» **Stored data entries**
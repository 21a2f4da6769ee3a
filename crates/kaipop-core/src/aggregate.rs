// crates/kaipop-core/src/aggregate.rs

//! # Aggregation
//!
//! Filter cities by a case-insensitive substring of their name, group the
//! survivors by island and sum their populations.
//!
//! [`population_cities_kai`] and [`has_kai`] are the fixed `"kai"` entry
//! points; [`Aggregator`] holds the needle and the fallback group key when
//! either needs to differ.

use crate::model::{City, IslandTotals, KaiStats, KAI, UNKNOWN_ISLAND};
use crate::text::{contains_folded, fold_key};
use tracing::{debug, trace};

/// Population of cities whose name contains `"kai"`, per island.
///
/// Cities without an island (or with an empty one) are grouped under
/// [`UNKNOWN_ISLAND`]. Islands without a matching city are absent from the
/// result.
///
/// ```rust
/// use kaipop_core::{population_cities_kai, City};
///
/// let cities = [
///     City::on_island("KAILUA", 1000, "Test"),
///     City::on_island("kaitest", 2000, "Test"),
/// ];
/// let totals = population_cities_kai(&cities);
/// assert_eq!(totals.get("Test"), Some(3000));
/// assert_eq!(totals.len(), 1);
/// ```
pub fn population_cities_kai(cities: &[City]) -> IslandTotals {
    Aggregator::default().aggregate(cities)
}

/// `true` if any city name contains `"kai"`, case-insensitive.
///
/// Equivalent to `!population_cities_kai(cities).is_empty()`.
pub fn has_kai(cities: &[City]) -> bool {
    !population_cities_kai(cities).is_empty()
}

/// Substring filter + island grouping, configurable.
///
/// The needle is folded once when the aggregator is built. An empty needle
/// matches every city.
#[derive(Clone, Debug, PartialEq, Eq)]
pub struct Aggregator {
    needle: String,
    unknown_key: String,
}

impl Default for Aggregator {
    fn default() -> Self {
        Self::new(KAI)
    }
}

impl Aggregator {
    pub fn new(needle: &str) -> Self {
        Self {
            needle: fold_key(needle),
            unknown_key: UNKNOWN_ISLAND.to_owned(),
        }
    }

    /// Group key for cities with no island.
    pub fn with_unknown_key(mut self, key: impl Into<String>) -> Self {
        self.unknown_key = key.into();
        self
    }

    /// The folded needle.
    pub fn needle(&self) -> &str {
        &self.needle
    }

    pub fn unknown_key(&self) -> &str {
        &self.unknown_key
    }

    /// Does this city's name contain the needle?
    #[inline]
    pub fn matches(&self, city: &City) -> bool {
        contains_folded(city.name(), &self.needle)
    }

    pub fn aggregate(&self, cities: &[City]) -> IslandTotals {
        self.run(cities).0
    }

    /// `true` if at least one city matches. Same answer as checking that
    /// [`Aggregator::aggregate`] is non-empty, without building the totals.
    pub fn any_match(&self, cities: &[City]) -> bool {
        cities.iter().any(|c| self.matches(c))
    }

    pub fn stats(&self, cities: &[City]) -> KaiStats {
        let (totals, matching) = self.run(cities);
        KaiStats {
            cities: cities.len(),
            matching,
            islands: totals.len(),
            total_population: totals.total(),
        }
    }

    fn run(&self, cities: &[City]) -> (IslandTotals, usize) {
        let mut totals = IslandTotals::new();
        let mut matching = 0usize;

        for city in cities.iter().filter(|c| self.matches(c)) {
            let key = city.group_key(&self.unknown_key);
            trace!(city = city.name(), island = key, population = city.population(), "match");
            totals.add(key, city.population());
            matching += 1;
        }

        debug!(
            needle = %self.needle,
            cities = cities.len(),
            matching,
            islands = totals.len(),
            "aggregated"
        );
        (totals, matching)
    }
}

» **Exercise brief**
Within the records above, count each line holding "Test". Write down only the number.

» **Response**
3